SOURCE INFORMATION below:
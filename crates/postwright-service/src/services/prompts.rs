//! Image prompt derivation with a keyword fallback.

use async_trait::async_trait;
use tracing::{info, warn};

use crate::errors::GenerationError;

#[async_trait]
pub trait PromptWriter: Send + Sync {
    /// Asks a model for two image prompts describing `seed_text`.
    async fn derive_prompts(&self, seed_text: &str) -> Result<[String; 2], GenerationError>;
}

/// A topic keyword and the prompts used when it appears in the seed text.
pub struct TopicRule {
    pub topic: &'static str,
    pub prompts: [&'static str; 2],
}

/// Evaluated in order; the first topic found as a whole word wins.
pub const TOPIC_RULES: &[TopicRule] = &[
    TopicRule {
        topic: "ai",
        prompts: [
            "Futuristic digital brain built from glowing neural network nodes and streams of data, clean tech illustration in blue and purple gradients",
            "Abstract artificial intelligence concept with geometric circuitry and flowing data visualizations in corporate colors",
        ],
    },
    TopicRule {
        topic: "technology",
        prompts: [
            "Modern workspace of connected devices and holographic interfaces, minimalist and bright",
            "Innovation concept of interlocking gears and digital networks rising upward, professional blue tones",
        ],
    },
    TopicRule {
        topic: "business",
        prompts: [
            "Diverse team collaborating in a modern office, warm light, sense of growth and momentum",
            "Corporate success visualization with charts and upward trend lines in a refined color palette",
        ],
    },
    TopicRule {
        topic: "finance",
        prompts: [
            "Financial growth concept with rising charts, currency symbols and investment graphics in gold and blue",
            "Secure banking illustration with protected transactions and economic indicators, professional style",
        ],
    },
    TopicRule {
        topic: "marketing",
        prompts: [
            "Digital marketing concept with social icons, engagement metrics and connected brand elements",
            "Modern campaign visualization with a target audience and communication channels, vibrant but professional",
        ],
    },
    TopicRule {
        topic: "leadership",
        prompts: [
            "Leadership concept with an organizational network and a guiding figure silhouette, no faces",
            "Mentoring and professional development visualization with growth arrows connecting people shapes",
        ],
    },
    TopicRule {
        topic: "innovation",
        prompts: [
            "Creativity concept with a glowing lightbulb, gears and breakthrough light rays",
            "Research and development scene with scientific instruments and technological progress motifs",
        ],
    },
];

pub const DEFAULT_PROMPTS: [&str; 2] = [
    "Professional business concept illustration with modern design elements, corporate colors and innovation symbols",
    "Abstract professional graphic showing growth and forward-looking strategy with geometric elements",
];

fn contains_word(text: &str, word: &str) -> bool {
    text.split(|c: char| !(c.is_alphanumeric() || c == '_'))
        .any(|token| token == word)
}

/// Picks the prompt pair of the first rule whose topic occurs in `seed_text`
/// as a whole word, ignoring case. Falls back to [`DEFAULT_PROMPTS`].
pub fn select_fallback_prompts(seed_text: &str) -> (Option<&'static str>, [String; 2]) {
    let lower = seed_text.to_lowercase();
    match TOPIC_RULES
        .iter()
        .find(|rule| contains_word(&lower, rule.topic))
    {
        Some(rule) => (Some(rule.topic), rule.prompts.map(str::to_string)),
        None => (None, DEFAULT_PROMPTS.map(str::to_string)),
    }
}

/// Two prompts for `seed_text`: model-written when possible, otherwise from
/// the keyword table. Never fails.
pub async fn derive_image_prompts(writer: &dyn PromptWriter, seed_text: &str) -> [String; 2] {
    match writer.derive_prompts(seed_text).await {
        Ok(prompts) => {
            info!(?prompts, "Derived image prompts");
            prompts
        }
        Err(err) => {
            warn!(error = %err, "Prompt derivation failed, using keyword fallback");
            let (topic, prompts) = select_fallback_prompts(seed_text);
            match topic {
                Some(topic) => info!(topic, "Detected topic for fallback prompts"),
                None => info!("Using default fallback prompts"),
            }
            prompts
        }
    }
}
End of SOURCE INFORMATION.
SOURCE INFORMATION below:
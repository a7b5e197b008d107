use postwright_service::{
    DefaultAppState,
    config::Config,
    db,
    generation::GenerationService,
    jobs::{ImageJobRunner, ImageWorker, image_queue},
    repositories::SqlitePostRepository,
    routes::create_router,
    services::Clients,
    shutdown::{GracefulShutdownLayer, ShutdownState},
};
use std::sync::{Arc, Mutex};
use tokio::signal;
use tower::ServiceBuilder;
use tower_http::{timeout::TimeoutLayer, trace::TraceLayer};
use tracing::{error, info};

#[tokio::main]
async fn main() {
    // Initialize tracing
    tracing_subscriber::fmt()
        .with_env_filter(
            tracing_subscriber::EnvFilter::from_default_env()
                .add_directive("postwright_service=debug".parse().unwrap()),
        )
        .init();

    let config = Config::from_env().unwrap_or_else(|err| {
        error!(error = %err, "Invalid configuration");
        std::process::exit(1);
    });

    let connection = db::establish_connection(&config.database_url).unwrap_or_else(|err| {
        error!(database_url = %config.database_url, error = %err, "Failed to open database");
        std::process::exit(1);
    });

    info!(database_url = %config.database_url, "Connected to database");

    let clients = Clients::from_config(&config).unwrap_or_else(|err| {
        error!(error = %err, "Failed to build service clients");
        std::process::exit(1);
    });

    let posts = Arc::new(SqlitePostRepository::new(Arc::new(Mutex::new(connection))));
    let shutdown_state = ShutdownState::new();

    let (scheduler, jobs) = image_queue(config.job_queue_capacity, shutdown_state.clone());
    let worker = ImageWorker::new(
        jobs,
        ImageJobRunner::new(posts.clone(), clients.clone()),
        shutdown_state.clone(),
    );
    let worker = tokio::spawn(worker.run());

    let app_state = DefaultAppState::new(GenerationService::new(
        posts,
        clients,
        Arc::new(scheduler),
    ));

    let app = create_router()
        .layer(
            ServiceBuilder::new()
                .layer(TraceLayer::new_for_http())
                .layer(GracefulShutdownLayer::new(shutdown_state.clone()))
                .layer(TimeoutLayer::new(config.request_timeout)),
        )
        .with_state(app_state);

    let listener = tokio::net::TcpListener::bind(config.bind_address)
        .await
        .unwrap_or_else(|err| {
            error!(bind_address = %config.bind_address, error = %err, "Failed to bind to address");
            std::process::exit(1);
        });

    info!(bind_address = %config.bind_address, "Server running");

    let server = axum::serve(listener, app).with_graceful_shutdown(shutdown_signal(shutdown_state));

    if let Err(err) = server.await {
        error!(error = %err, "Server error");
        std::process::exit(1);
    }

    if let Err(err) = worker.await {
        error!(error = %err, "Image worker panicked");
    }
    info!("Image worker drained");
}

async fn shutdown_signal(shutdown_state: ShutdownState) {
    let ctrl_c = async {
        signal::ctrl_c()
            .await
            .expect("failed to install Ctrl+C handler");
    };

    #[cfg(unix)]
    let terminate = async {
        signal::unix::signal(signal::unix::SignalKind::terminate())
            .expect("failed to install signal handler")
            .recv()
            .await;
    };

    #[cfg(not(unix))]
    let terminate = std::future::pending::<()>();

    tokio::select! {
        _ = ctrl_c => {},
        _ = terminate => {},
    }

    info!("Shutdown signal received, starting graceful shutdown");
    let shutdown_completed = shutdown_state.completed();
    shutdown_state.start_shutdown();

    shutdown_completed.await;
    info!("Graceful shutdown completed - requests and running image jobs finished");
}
End of SOURCE INFORMATION.
◆ ACTIVITY ◆
Which lines contain "None"? Copy each of them from the listing.

◆ SOLUTION ◆
        None => (None, DEFAULT_PROMPTS.map(str::to_string)),
                None => info!("Using default fallback prompts"),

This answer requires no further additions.